Posted on Feb 16 2018

 

Mosaic Turkey

A huge poolside mosaic was unearthed recently in a farmer’s field in the city of Antiochia ad Cragum South of Turkey by a team of scholars lead by Michael Hoff of the University of Nebraska. The team has been looking for archaeological evidence of the ancient city founded by Antiochis of Commagene during the 1st century and this mosaic is probably the largest to be discovered and may change history as we know it as it puts forward the importance and the impact of the Roman Empire in the region during the 3rd and 4th centuries A.D. It is so large, in fact, that the team working on it has only uncovered an estimated 40%. It is expected to unearth the entire work next summer.

Covering 149m2 with square panels representing diverse colored symmetrical designs and adornment, the mosaic is in surprisingly excellent condition. The center of the piece was outfitted with an 8m marble-lined pool, which would have been exposed to the sun. The rest of the mosaic, next to the bath, has yet to be discovered but is anticipated to have the same style of decoration.
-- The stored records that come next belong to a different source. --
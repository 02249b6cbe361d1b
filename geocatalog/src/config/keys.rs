//! Configuration key access and validation.
//!
//! Type-safe get/set of configuration values by `section.key` name, with
//! validation through small value specifications.

use std::str::FromStr;
use thiserror::Error;

use super::file::ConfigFile;
use super::parser::{expand_tilde, optional_path, parse_confidence, parse_extension_list};
use super::writer::path_to_string;
use crate::encoding::parse_encoding_list;
use crate::ingest::FailurePolicy;
use crate::reconcile::MatchKey;

/// Errors that can occur when getting or setting configuration values.
#[derive(Debug, Error)]
pub enum ConfigKeyError {
    /// Unknown configuration key.
    #[error("Unknown configuration key '{0}'")]
    UnknownKey(String),

    /// Validation failed for the value.
    #[error("Invalid value for {key}: {reason}")]
    ValidationFailed { key: String, reason: String },
}

/// Supported configuration keys.
///
/// Each key maps to a specific field in [`ConfigFile`] and knows how to
/// get and set its value with proper validation.
#[derive(Debug, Clone, Copy, PartialEq, Eq)]
pub enum ConfigKey {
    DataDirectory,
    DataExtensions,
    CatalogPath,
    EncodingCandidates,
    EncodingMinConfidence,
    EncodingSampleBytes,
    IngestOnError,
    ReconcileInventoryExtension,
    ReconcileTable,
    ReconcileNameColumn,
    ReconcileMatchOn,
    ReconcileReportDir,
    LoggingFile,
}

impl FromStr for ConfigKey {
    type Err = ConfigKeyError;

    fn from_str(s: &str) -> Result<Self, Self::Err> {
        let lower = s.to_lowercase();
        ConfigKey::all()
            .iter()
            .copied()
            .find(|key| key.name() == lower)
            .ok_or_else(|| ConfigKeyError::UnknownKey(s.to_string()))
    }
}

impl ConfigKey {
    /// Get the canonical key name (e.g., "reconcile.table").
    pub fn name(&self) -> &'static str {
        match self {
            ConfigKey::DataDirectory => "data.directory",
            ConfigKey::DataExtensions => "data.extensions",
            ConfigKey::CatalogPath => "catalog.path",
            ConfigKey::EncodingCandidates => "encoding.candidates",
            ConfigKey::EncodingMinConfidence => "encoding.min_confidence",
            ConfigKey::EncodingSampleBytes => "encoding.sample_bytes",
            ConfigKey::IngestOnError => "ingest.on_error",
            ConfigKey::ReconcileInventoryExtension => "reconcile.inventory_extension",
            ConfigKey::ReconcileTable => "reconcile.table",
            ConfigKey::ReconcileNameColumn => "reconcile.name_column",
            ConfigKey::ReconcileMatchOn => "reconcile.match_on",
            ConfigKey::ReconcileReportDir => "reconcile.report_dir",
            ConfigKey::LoggingFile => "logging.file",
        }
    }

    /// Get the section name (e.g., "reconcile").
    pub fn section(&self) -> &'static str {
        self.name().split('.').next().unwrap_or("")
    }

    /// Get the key name within the section (e.g., "table").
    pub fn key_name(&self) -> &'static str {
        self.name().split('.').nth(1).unwrap_or(self.name())
    }

    /// Get the value from a config file as a string.
    pub fn get(&self, config: &ConfigFile) -> String {
        match self {
            ConfigKey::DataDirectory => config
                .data
                .directory
                .as_deref()
                .map(path_to_string)
                .unwrap_or_default(),
            ConfigKey::DataExtensions => config.data.extensions.join(", "),
            ConfigKey::CatalogPath => path_to_string(&config.catalog.path),
            ConfigKey::EncodingCandidates => config
                .encoding
                .candidates
                .iter()
                .map(|e| e.label())
                .collect::<Vec<_>>()
                .join(", "),
            ConfigKey::EncodingMinConfidence => config.encoding.min_confidence.to_string(),
            ConfigKey::EncodingSampleBytes => config.encoding.sample_bytes.to_string(),
            ConfigKey::IngestOnError => config.ingest.on_error.to_string(),
            ConfigKey::ReconcileInventoryExtension => config.reconcile.inventory_extension.clone(),
            ConfigKey::ReconcileTable => config.reconcile.table.clone(),
            ConfigKey::ReconcileNameColumn => config.reconcile.name_column.clone(),
            ConfigKey::ReconcileMatchOn => config.reconcile.match_on.to_string(),
            ConfigKey::ReconcileReportDir => config
                .reconcile
                .report_dir
                .as_deref()
                .map(path_to_string)
                .unwrap_or_default(),
            ConfigKey::LoggingFile => path_to_string(&config.logging.file),
        }
    }

    /// Set the value in a config file.
    ///
    /// Validates the value according to the key's specification before setting.
    pub fn set(&self, config: &mut ConfigFile, value: &str) -> Result<(), ConfigKeyError> {
        let value = value.trim();
        let invalid = |reason: String| ConfigKeyError::ValidationFailed {
            key: self.name().to_string(),
            reason,
        };
        self.validate(value)?;

        match self {
            ConfigKey::DataDirectory => config.data.directory = optional_path(value),
            ConfigKey::DataExtensions => config.data.extensions = parse_extension_list(value),
            ConfigKey::CatalogPath => config.catalog.path = expand_tilde(value),
            ConfigKey::EncodingCandidates => {
                config.encoding.candidates = parse_encoding_list(value)
                    .map_err(|label| invalid(format!("unknown encoding '{}'", label)))?;
            }
            ConfigKey::EncodingMinConfidence => {
                config.encoding.min_confidence = parse_confidence(value)
                    .ok_or_else(|| invalid("must be a number between 0 and 1".to_string()))?;
            }
            ConfigKey::EncodingSampleBytes => {
                config.encoding.sample_bytes = value.parse().map_err(|_| {
                    invalid("must be a positive integer".to_string())
                })?;
            }
            ConfigKey::IngestOnError => {
                config.ingest.on_error = value.parse::<FailurePolicy>().map_err(invalid)?;
            }
            ConfigKey::ReconcileInventoryExtension => {
                config.reconcile.inventory_extension = value.trim_start_matches('.').to_string();
            }
            ConfigKey::ReconcileTable => config.reconcile.table = value.to_string(),
            ConfigKey::ReconcileNameColumn => config.reconcile.name_column = value.to_string(),
            ConfigKey::ReconcileMatchOn => {
                config.reconcile.match_on = value.parse::<MatchKey>().map_err(invalid)?;
            }
            ConfigKey::ReconcileReportDir => config.reconcile.report_dir = optional_path(value),
            ConfigKey::LoggingFile => config.logging.file = expand_tilde(value),
        }
        Ok(())
    }

    /// Validate a value according to this key's specification.
    pub fn validate(&self, value: &str) -> Result<(), ConfigKeyError> {
        self.specification()
            .is_satisfied_by(value.trim())
            .map_err(|reason| ConfigKeyError::ValidationFailed {
                key: self.name().to_string(),
                reason,
            })
    }

    /// Get the validation specification for this key.
    fn specification(&self) -> Box<dyn ValueSpecification> {
        match self {
            ConfigKey::DataDirectory => Box::new(OptionalPathSpec),
            ConfigKey::DataExtensions => Box::new(ExtensionListSpec),
            ConfigKey::CatalogPath => Box::new(PathSpec),
            ConfigKey::EncodingCandidates => Box::new(EncodingListSpec),
            ConfigKey::EncodingMinConfidence => Box::new(ConfidenceSpec),
            ConfigKey::EncodingSampleBytes => Box::new(PositiveIntegerSpec),
            ConfigKey::IngestOnError => Box::new(OneOfSpec::new(&["skip", "abort"])),
            ConfigKey::ReconcileInventoryExtension => Box::new(NonEmptySpec),
            ConfigKey::ReconcileTable => Box::new(NonEmptySpec),
            ConfigKey::ReconcileNameColumn => Box::new(NonEmptySpec),
            ConfigKey::ReconcileMatchOn => Box::new(OneOfSpec::new(&["filename", "stem"])),
            ConfigKey::ReconcileReportDir => Box::new(OptionalPathSpec),
            ConfigKey::LoggingFile => Box::new(PathSpec),
        }
    }

    /// Get all supported configuration keys.
    pub fn all() -> &'static [ConfigKey] {
        &[
            ConfigKey::DataDirectory,
            ConfigKey::DataExtensions,
            ConfigKey::CatalogPath,
            ConfigKey::EncodingCandidates,
            ConfigKey::EncodingMinConfidence,
            ConfigKey::EncodingSampleBytes,
            ConfigKey::IngestOnError,
            ConfigKey::ReconcileInventoryExtension,
            ConfigKey::ReconcileTable,
            ConfigKey::ReconcileNameColumn,
            ConfigKey::ReconcileMatchOn,
            ConfigKey::ReconcileReportDir,
            ConfigKey::LoggingFile,
        ]
    }
}

// ============================================================================
// Value Specifications
// ============================================================================

/// Trait for value validation specifications.
trait ValueSpecification {
    /// Returns Ok(()) if valid, Err(reason) if invalid.
    fn is_satisfied_by(&self, value: &str) -> Result<(), String>;
}

/// Specification that requires the value to be one of a set of options.
struct OneOfSpec {
    options: &'static [&'static str],
}

impl OneOfSpec {
    fn new(options: &'static [&'static str]) -> Self {
        Self { options }
    }
}

impl ValueSpecification for OneOfSpec {
    fn is_satisfied_by(&self, value: &str) -> Result<(), String> {
        let lower = value.to_lowercase();
        if self.options.iter().any(|opt| *opt == lower) {
            Ok(())
        } else {
            Err(format!("must be one of: {}", self.options.join(", ")))
        }
    }
}

/// Specification for positive integer values.
struct PositiveIntegerSpec;

impl ValueSpecification for PositiveIntegerSpec {
    fn is_satisfied_by(&self, value: &str) -> Result<(), String> {
        match value.parse::<usize>() {
            Ok(n) if n > 0 => Ok(()),
            _ => Err("must be a positive integer".to_string()),
        }
    }
}

/// Specification for a confidence threshold.
struct ConfidenceSpec;

impl ValueSpecification for ConfidenceSpec {
    fn is_satisfied_by(&self, value: &str) -> Result<(), String> {
        parse_confidence(value)
            .map(|_| ())
            .ok_or_else(|| "must be a number between 0 and 1".to_string())
    }
}

/// Specification for a comma-separated list of encoding labels.
struct EncodingListSpec;

impl ValueSpecification for EncodingListSpec {
    fn is_satisfied_by(&self, value: &str) -> Result<(), String> {
        match parse_encoding_list(value) {
            Ok(list) if !list.is_empty() => Ok(()),
            Ok(_) => Err("at least one encoding is required".to_string()),
            Err(label) => Err(format!("unknown encoding '{}'", label)),
        }
    }
}

/// Specification for a comma-separated list of file extensions.
struct ExtensionListSpec;

impl ValueSpecification for ExtensionListSpec {
    fn is_satisfied_by(&self, value: &str) -> Result<(), String> {
        if parse_extension_list(value).is_empty() {
            Err("must list at least one extension, e.g. 'shp, gpkg'".to_string())
        } else {
            Ok(())
        }
    }
}

/// Specification for non-empty values.
struct NonEmptySpec;

impl ValueSpecification for NonEmptySpec {
    fn is_satisfied_by(&self, value: &str) -> Result<(), String> {
        if value.is_empty() {
            Err("must not be empty".to_string())
        } else {
            Ok(())
        }
    }
}

/// Specification for path values (non-empty).
struct PathSpec;

impl ValueSpecification for PathSpec {
    fn is_satisfied_by(&self, value: &str) -> Result<(), String> {
        if value.is_empty() {
            Err("must be a valid path".to_string())
        } else {
            Ok(())
        }
    }
}

/// Specification for optional path values (empty allowed).
struct OptionalPathSpec;

impl ValueSpecification for OptionalPathSpec {
    fn is_satisfied_by(&self, _value: &str) -> Result<(), String> {
        Ok(())
    }
}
The mosaic is a major element of the Roman Empire design and shows how Roman this city really is. Professor Hoff said that Antiochia ad Cragum was a modest city by Roman criterion and looked like a traditional Roman provincial city with and economy focused on agricultural products.

Nicolas Rauh of Purdue University remarked the mosaic in 2001, when a resident farmer cultivating had unearthed some pieces in a field next to a bath edifice. The archeological museum in Alanya made a small examination 2 years later that exposed a slight portion of the mosaic. In 2011, Hoff was invited to reveal the rest and save it tourists to see and specialists to study.